The pandemic and the state of alert declared at the start of the crisis were years ago, more than 1,000 days in the past. Since then, the Spanish labor market has steadily recovered from the deep shock that shut down much business activity. The country has endured a real strain—from the war in Europe to the heavy blow of inflation—yet the economy has begun to regain its footing.

How has employment evolved since Covid began? This week, the Ministries of Labor and Social Security released updated data comparing March 2020 with March 2023. The labor reform has reshaped recruitment statistics, transforming programs that once provided broad coverage into resources that support workers. It also adjusted mechanics around collective agreements and self-employment, among other changes, including the new contribution framework.

Employment: 1.3 million more jobs

The early alert led to closures of pubs, restaurants, non-essential shops and many other public venues. Hundreds of thousands of workers were laid off or left without renewal under provisional arrangements. Between March and April, Social Security shed nearly 800,000 participants. Despite short-term layoffs, many firms chose traditional production paths and reduced wage costs in an effort to survive the downturn.

After the financial and real estate downturn, job losses occurred at a pace comparable to the worst moments of the 2008 crisis. From that point, the labor market began a gradual recovery, much like a patient regaining strength after illness. Today, the labor system has gained about 1.3 million employees since March 2020 and reached a historical high in terms of active contributors.

Unemployment: Almost 700,000 fewer people

Statistically, unemployment fell by 686,052 people, reaching a peak of 2.91 million unemployed in March 2023. This marked the lowest level since 2008, when housing and financial bubbles burst. Initially, registrations at Sepe offices surged during the pandemic, and the subsequent path to lowering unemployment proved long and uneven.

Spain has shown a capacity to create jobs quickly in good times, but reducing unemployment remains a challenge. The latest reforms will be tested when the next labor market downturn arrives. Even with today’s gains, there are still nearly one million more unemployed people than in 2007.

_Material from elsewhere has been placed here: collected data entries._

//! Incremental parser for `text/event-stream` bodies.
//!
//! Chunks from the network can split lines (and UTF-8 sequences) anywhere, so
//! bytes are buffered until a full line is available.

/// One dispatched server-sent event.
#[derive(Debug, Clone, PartialEq, Eq)]
pub struct SseEvent {
    /// Event name; `message` when the stream did not name one.
    pub event: String,
    pub data: String,
}

#[derive(Debug, Default)]
pub struct SseParser {
    buffer: Vec<u8>,
    event: Option<String>,
    data: Vec<String>,
}

impl SseParser {
    #[must_use]
    pub fn new() -> Self {
        Self::default()
    }

    /// Feed a chunk and return every event it completed.
    pub fn feed(&mut self, chunk: &[u8]) -> Vec<SseEvent> {
        self.buffer.extend_from_slice(chunk);
        let mut events = Vec::new();
        while let Some(newline) = self.buffer.iter().position(|&b| b == b'\n') {
            let raw: Vec<u8> = self.buffer.drain(..=newline).collect();
            let line = String::from_utf8_lossy(&raw);
            let line = line.trim_end_matches(['\n', '\r']);
            if let Some(event) = self.process_line(line) {
                events.push(event);
            }
        }
        events
    }

    fn process_line(&mut self, line: &str) -> Option<SseEvent> {
        if line.is_empty() {
            return self.dispatch();
        }
        if line.starts_with(':') {
            return None;
        }
        let (field, value) = line.split_once(':').unwrap_or((line, ""));
        let value = value.strip_prefix(' ').unwrap_or(value);
        match field {
            "event" => self.event = Some(value.to_owned()),
            "data" => self.data.push(value.to_owned()),
            _ => {}
        }
        None
    }

    fn dispatch(&mut self) -> Option<SseEvent> {
        let event = self.event.take();
        if self.data.is_empty() && event.is_none() {
            return None;
        }
        let data = std::mem::take(&mut self.data).join("\n");
        Some(SseEvent {
            event: event.unwrap_or_else(|| "message".to_owned()),
            data,
        })
    }
}
//! Core types for Devgad Hapus.
//!
//! This module provides type-safe wrappers for common domain concepts.

pub mod contact;
pub mod email;
pub mod id;
pub mod price;
pub mod status;
pub mod timestamp;

pub use contact::{ContactError, LOCAL_DELIVERY_PREFIX, Phone, Pincode};
pub use email::{Email, EmailError};
pub use id::*;
pub use price::Price;
pub use status::*;
pub use timestamp::Timestamp;
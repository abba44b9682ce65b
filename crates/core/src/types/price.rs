//! Rupee prices using decimal arithmetic.
//!
//! The document store keeps prices as plain JSON numbers (whole rupees in
//! practice), so `Price` serializes to a number rather than rust_decimal's
//! default string form. Deserialization accepts numbers and numeric strings.

use core::fmt;
use core::iter::Sum;
use core::ops::Add;

use rust_decimal::Decimal;
use rust_decimal::prelude::ToPrimitive;
use serde::de::{self, Visitor};
use serde::{Deserialize, Deserializer, Serialize, Serializer};

/// An amount in Indian rupees.
#[derive(Debug, Clone, Copy, PartialEq, Eq, PartialOrd, Ord, Hash, Default)]
pub struct Price(Decimal);

impl Price {
    /// Zero rupees.
    pub const ZERO: Self = Self(Decimal::ZERO);

    /// Create a price from a decimal amount.
    #[must_use]
    pub const fn new(amount: Decimal) -> Self {
        Self(amount)
    }

    /// Create a price from whole rupees.
    #[must_use]
    pub fn rupees(amount: u32) -> Self {
        Self(Decimal::from(amount))
    }

    /// The underlying decimal amount.
    #[must_use]
    pub const fn amount(&self) -> Decimal {
        self.0
    }

    /// Price of `quantity` units.
    #[must_use]
    pub fn times(self, quantity: u32) -> Self {
        Self(self.0 * Decimal::from(quantity))
    }
}

impl Add for Price {
    type Output = Self;

    fn add(self, rhs: Self) -> Self {
        Self(self.0 + rhs.0)
    }
}

impl Sum for Price {
    fn sum<I: Iterator<Item = Self>>(iter: I) -> Self {
        iter.fold(Self::ZERO, Add::add)
    }
}

impl fmt::Display for Price {
    fn fmt(&self, f: &mut fmt::Formatter<'_>) -> fmt::Result {
        write!(f, "₹{}", self.0.normalize())
    }
}

impl Serialize for Price {
    fn serialize<S: Serializer>(&self, serializer: S) -> Result<S::Ok, S::Error> {
        let amount = self.0.normalize();
        if amount.scale() == 0
            && let Some(whole) = amount.to_i64()
        {
            return serializer.serialize_i64(whole);
        }
        let float = amount
            .to_f64()
            .ok_or_else(|| serde::ser::Error::custom("price out of range"))?;
        serializer.serialize_f64(float)
    }
}

struct PriceVisitor;

impl Visitor<'_> for PriceVisitor {
    type Value = Price;

    fn expecting(&self, f: &mut fmt::Formatter<'_>) -> fmt::Result {
        f.write_str("a rupee amount as a number or numeric string")
    }

    fn visit_i64<E: de::Error>(self, v: i64) -> Result<Price, E> {
        Ok(Price(Decimal::from(v)))
    }

    fn visit_u64<E: de::Error>(self, v: u64) -> Result<Price, E> {
        Ok(Price(Decimal::from(v)))
    }

    fn visit_f64<E: de::Error>(self, v: f64) -> Result<Price, E> {
        Decimal::try_from(v).map(Price).map_err(E::custom)
    }

    fn visit_str<E: de::Error>(self, v: &str) -> Result<Price, E> {
        v.trim().parse::<Decimal>().map(Price).map_err(E::custom)
    }
}

impl<'de> Deserialize<'de> for Price {
    fn deserialize<D: Deserializer<'de>>(deserializer: D) -> Result<Self, D::Error> {
        deserializer.deserialize_any(PriceVisitor)
    }
}

#[cfg(test)]
#[allow(clippy::unwrap_used)]
mod tests {
    use super::*;

    #[test]
    fn test_times_and_sum() {
        let total: Price = [Price::rupees(1800).times(2), Price::rupees(1500)]
            .into_iter()
            .sum();
        assert_eq!(total, Price::rupees(5100));
    }

    #[test]
    fn test_serializes_whole_rupees_as_integer() {
        let json = serde_json::to_string(&Price::rupees(1800)).unwrap();
        assert_eq!(json, "1800");
    }

    #[test]
    fn test_deserializes_number_and_string() {
        let from_int: Price = serde_json::from_str("1200").unwrap();
        let from_float: Price = serde_json::from_str("1200.0").unwrap();
        let from_str: Price = serde_json::from_str("\"1200\"").unwrap();
        assert_eq!(from_int, Price::rupees(1200));
        assert_eq!(from_float, Price::rupees(1200));
        assert_eq!(from_str, Price::rupees(1200));
    }

    #[test]
    fn test_display() {
        assert_eq!(Price::rupees(2500).to_string(), "₹2500");
    }
}
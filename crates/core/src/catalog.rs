//! The fixed product catalog.
//!
//! The shop sells five Devgad Alphonso packs. The list is compiled in and never
//! changes at runtime; orders snapshot whatever they need from it.

use std::sync::LazyLock;

use serde::Serialize;

use crate::types::{Price, ProductId};

/// A purchasable product.
#[derive(Debug, Clone, PartialEq, Eq, Serialize)]
pub struct Product {
    pub id: ProductId,
    pub name: &'static str,
    pub name_marathi: &'static str,
    pub description: &'static str,
    pub description_marathi: &'static str,
    pub price: Price,
    /// Pack size label, e.g. "12 pieces (3-3.5 kg)".
    pub weight: &'static str,
    /// Image asset slug; static asset serving is out of scope.
    pub image: &'static str,
}

static CATALOG: LazyLock<[Product; 5]> = LazyLock::new(|| {
    [
        Product {
            id: ProductId::new("royal-hapus"),
            name: "Royal Hapus",
            name_marathi: "रॉयल हापूस",
            description: "Our premium grade Alphonso mangoes. Extra large size with intense sweetness and rich golden color. Perfect for gifting.",
            description_marathi: "आमचे प्रीमियम दर्जाचे हापूस आंबे. अतिशय मोठा आकार, तीव्र गोडवा आणि समृद्ध सोनेरी रंग. भेटवस्तूसाठी उत्तम.",
            price: Price::rupees(1800),
            weight: "12 pieces (3-3.5 kg)",
            image: "mango-royal.jpg",
        },
        Product {
            id: ProductId::new("classic-hapus"),
            name: "Classic Hapus",
            name_marathi: "क्लासिक हापूस",
            description: "Traditional Devgad Alphonso with perfect balance of sweetness and tanginess. The authentic family favorite.",
            description_marathi: "गोडवा आणि आंबटपणाचा परिपूर्ण समतोल असलेला पारंपारिक देवगड हापूस. खरा कुटुंबाचा आवडता.",
            price: Price::rupees(1500),
            weight: "12 pieces (2.5-3 kg)",
            image: "mango-classic.jpg",
        },
        Product {
            id: ProductId::new("premium-box"),
            name: "Premium Gift Box",
            name_marathi: "प्रीमियम गिफ्ट बॉक्स",
            description: "Elegantly packed selection of our finest mangoes in a beautiful gift box. Ideal for corporate gifting and special occasions.",
            description_marathi: "सुंदर गिफ्ट बॉक्समध्ये आमच्या उत्कृष्ट आंब्यांचे सुंदर पॅकेज. कॉर्पोरेट भेटवस्तू आणि विशेष प्रसंगांसाठी आदर्श.",
            price: Price::rupees(2500),
            weight: "12 pieces (4 kg)",
            image: "mango-giftbox.jpg",
        },
        Product {
            id: ProductId::new("family-pack"),
            name: "Family Pack",
            name_marathi: "फॅमिली पॅक",
            description: "Value pack perfect for families. Medium-sized mangoes with the same authentic Devgad taste at a great price.",
            description_marathi: "कुटुंबांसाठी उत्तम व्हॅल्यू पॅक. उत्तम किमतीत समान खरी देवगड चव असलेले मध्यम आकाराचे आंबे.",
            price: Price::rupees(1200),
            weight: "12 pieces (2-2.5 kg)",
            image: "mango-family.jpg",
        },
        Product {
            id: ProductId::new("aam-ras-special"),
            name: "Aam Ras Special",
            name_marathi: "आमरस स्पेशल",
            description: "Perfectly ripe mangoes ideal for making the most delicious Aamras. Soft, sweet, and extremely flavorful.",
            description_marathi: "सर्वात स्वादिष्ट आमरस बनवण्यासाठी आदर्श असे परिपूर्ण पिकलेले आंबे. मऊ, गोड आणि अत्यंत चवदार.",
            price: Price::rupees(1100),
            weight: "12 pieces (2-2.5 kg)",
            image: "mango-aamras.jpg",
        },
    ]
});

/// Every product, in display order.
#[must_use]
pub fn all() -> &'static [Product] {
    CATALOG.as_slice()
}

/// Look up a product by id.
#[must_use]
pub fn find(id: &ProductId) -> Option<&'static Product> {
    all().iter().find(|p| &p.id == id)
}

#[cfg(test)]
mod tests {
    use super::*;

    #[test]
    fn test_catalog_has_five_unique_products() {
        let ids: std::collections::HashSet<_> = all().iter().map(|p| p.id.as_str()).collect();
        assert_eq!(ids.len(), 5);
    }

    #[test]
    fn test_find() {
        let royal = find(&ProductId::new("royal-hapus"));
        assert_eq!(royal.map(|p| p.price), Some(Price::rupees(1800)));
        assert!(find(&ProductId::new("kesar")).is_none());
    }
}
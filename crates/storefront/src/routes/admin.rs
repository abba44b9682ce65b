//! Admin console route handlers.
//!
//! Every route requires an effective admin role. Order status changes and
//! messages are plain writes; the live feed picks them up.

use std::convert::Infallible;

use axum::response::sse::{Event, KeepAlive};
use axum::{
    Json, Router,
    extract::{Path, State},
    response::Sse,
    routing::{get, post},
};
use futures::{Stream, StreamExt};
use serde::{Deserialize, Serialize};
use tracing::instrument;

use hapus_core::{OrderBuckets, OrderId, OrderMessage, RoleAction, RoleRecord, SenderRole, UserId};

use crate::db::{ADMIN_WINDOW, OrderRepository, orders_from_snapshot};
use crate::error::{AppError, Result, add_breadcrumb};
use crate::middleware::RequireAdmin;
use crate::routes::orders::{FeedError, json_event};
use crate::services::{DirectoryEntry, OrderError, OrderService, RoleService};
use crate::state::AppState;

/// Admin routes, nested under `/api/admin`.
pub fn router() -> Router<AppState> {
    Router::new()
        .route("/orders", get(orders))
        .route("/orders/events", get(order_events))
        .route("/orders/{id}/confirm", post(confirm))
        .route("/orders/{id}/reject", post(reject))
        .route("/orders/{id}/messages", post(send_message))
        .route("/users", get(users))
        .route("/users/{uid}/{action}", post(update_role))
}

// =============================================================================
// Request / Response Types
// =============================================================================

/// Result of a status change.
#[derive(Debug, Serialize)]
pub struct StatusChanged {
    pub order_id: OrderId,
    pub message: &'static str,
}

/// Message composer body.
#[derive(Debug, Deserialize)]
pub struct SendMessageRequest {
    pub message: String,
}

/// Result of sending a message: the order's whole thread.
#[derive(Debug, Serialize)]
pub struct MessageSent {
    pub messages: Vec<OrderMessage>,
    pub message: &'static str,
}

/// Result of a role action.
#[derive(Debug, Serialize)]
pub struct RoleUpdated {
    pub uid: UserId,
    pub role: RoleRecord,
    pub message: &'static str,
}

/// Notice shown after a role action succeeds.
const fn role_notice(action: RoleAction) -> &'static str {
    match action {
        RoleAction::Promote => "Made admin",
        RoleAction::Demote => "Removed admin access",
        RoleAction::Suspend => "User suspended",
        RoleAction::Unsuspend => "User unsuspended",
    }
}

// =============================================================================
// Orders
// =============================================================================

/// The 50 most recent orders, by status.
///
/// GET /api/admin/orders
async fn orders(
    State(state): State<AppState>,
    RequireAdmin(_admin): RequireAdmin,
) -> Result<Json<OrderBuckets>> {
    let buckets = OrderService::new(state.store())
        .recent_for_admin()
        .await
        .map_err(|err| AppError::from(err).with_message("Failed to load orders"))?;
    Ok(Json(buckets))
}

/// Live view of the 50 most recent orders, by status.
///
/// GET /api/admin/orders/events
async fn order_events(
    State(state): State<AppState>,
    RequireAdmin(_admin): RequireAdmin,
) -> Result<Sse<impl Stream<Item = std::result::Result<Event, Infallible>>>> {
    let subscription = OrderRepository::new(state.store())
        .watch_recent(ADMIN_WINDOW)
        .await
        .map_err(|err| AppError::from(err).with_message("Failed to load orders"))?;

    let stream = subscription.map(|item| {
        Ok(match item {
            Ok(snapshot) => json_event(
                "orders",
                &OrderBuckets::partition(orders_from_snapshot(snapshot)),
            ),
            Err(err) => {
                tracing::warn!(error = %err, "admin order feed failed");
                json_event("error", &FeedError {
                    error: "Failed to load orders",
                })
            }
        })
    });

    Ok(Sse::new(stream).keep_alive(KeepAlive::default()))
}

/// POST /api/admin/orders/{id}/confirm
#[instrument(skip_all, fields(admin = %admin.uid))]
async fn confirm(
    State(state): State<AppState>,
    RequireAdmin(admin): RequireAdmin,
    Path(id): Path<OrderId>,
) -> Result<Json<StatusChanged>> {
    OrderService::new(state.store())
        .confirm(&id)
        .await
        .map_err(|err| AppError::from(err).with_message("Failed to confirm order"))?;

    add_breadcrumb("admin", "Order confirmed", Some(&[("order_id", id.as_str())]));
    Ok(Json(StatusChanged {
        order_id: id,
        message: "Order confirmed!",
    }))
}

/// POST /api/admin/orders/{id}/reject
#[instrument(skip_all, fields(admin = %admin.uid))]
async fn reject(
    State(state): State<AppState>,
    RequireAdmin(admin): RequireAdmin,
    Path(id): Path<OrderId>,
) -> Result<Json<StatusChanged>> {
    OrderService::new(state.store())
        .reject(&id)
        .await
        .map_err(|err| AppError::from(err).with_message("Failed to reject order"))?;

    add_breadcrumb("admin", "Order rejected", Some(&[("order_id", id.as_str())]));
    Ok(Json(StatusChanged {
        order_id: id,
        message: "Order rejected!",
    }))
}

/// POST /api/admin/orders/{id}/messages
///
/// A blank message is refused before anything is read.
#[instrument(skip_all, fields(admin = %admin.uid))]
async fn send_message(
    State(state): State<AppState>,
    RequireAdmin(admin): RequireAdmin,
    Path(id): Path<OrderId>,
    Json(request): Json<SendMessageRequest>,
) -> Result<Json<MessageSent>> {
    let messages = OrderService::new(state.store())
        .append_message(&id, SenderRole::Admin, &request.message)
        .await
        .map_err(|err| match err {
            OrderError::Validation(_) => AppError::from(err),
            other => AppError::from(other).with_message("Failed to send message"),
        })?;

    Ok(Json(MessageSent {
        messages,
        message: "Message sent!",
    }))
}

// =============================================================================
// Users
// =============================================================================

/// Every known user with stored and effective roles.
///
/// GET /api/admin/users
async fn users(
    State(state): State<AppState>,
    RequireAdmin(_admin): RequireAdmin,
) -> Result<Json<Vec<DirectoryEntry>>> {
    let entries = RoleService::new(state.store())
        .directory(state.admin_emails())
        .await
        .map_err(|err| AppError::from(err).with_message("Failed to load users"))?;
    Ok(Json(entries))
}

/// POST /api/admin/users/{uid}/{action}
#[instrument(skip_all, fields(admin = %admin.uid))]
async fn update_role(
    State(state): State<AppState>,
    RequireAdmin(admin): RequireAdmin,
    Path((uid, action)): Path<(UserId, String)>,
) -> Result<Json<RoleUpdated>> {
    let action: RoleAction = action
        .parse()
        .map_err(|_| AppError::NotFound(format!("role action {action}")))?;

    let role = RoleService::new(state.store())
        .apply(&admin, &uid, action)
        .await?;

    add_breadcrumb(
        "admin",
        "Role updated",
        Some(&[("user_id", uid.as_str()), ("action", action.as_str())]),
    );
    Ok(Json(RoleUpdated {
        uid,
        role,
        message: role_notice(action),
    }))
}

#[cfg(test)]
mod tests {
    use super::*;

    #[test]
    fn test_role_notices() {
        assert_eq!(role_notice(RoleAction::Promote), "Made admin");
        assert_eq!(role_notice(RoleAction::Demote), "Removed admin access");
        assert_eq!(role_notice(RoleAction::Suspend), "User suspended");
        assert_eq!(role_notice(RoleAction::Unsuspend), "User unsuspended");
    }
}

More stability through job reform

A few days before Christmas 2021 — the second major turn since the pandemic began — the government, employers and unions implemented a new labor reform. Its aim was to curb the long-standing prevalence of temporary contracts, which had been among the highest in Europe. In the epidemic’s early months, about nine in ten contracts were temporary. Three years later, the balance has shifted to roughly 50-50 between temporary and permanent arrangements.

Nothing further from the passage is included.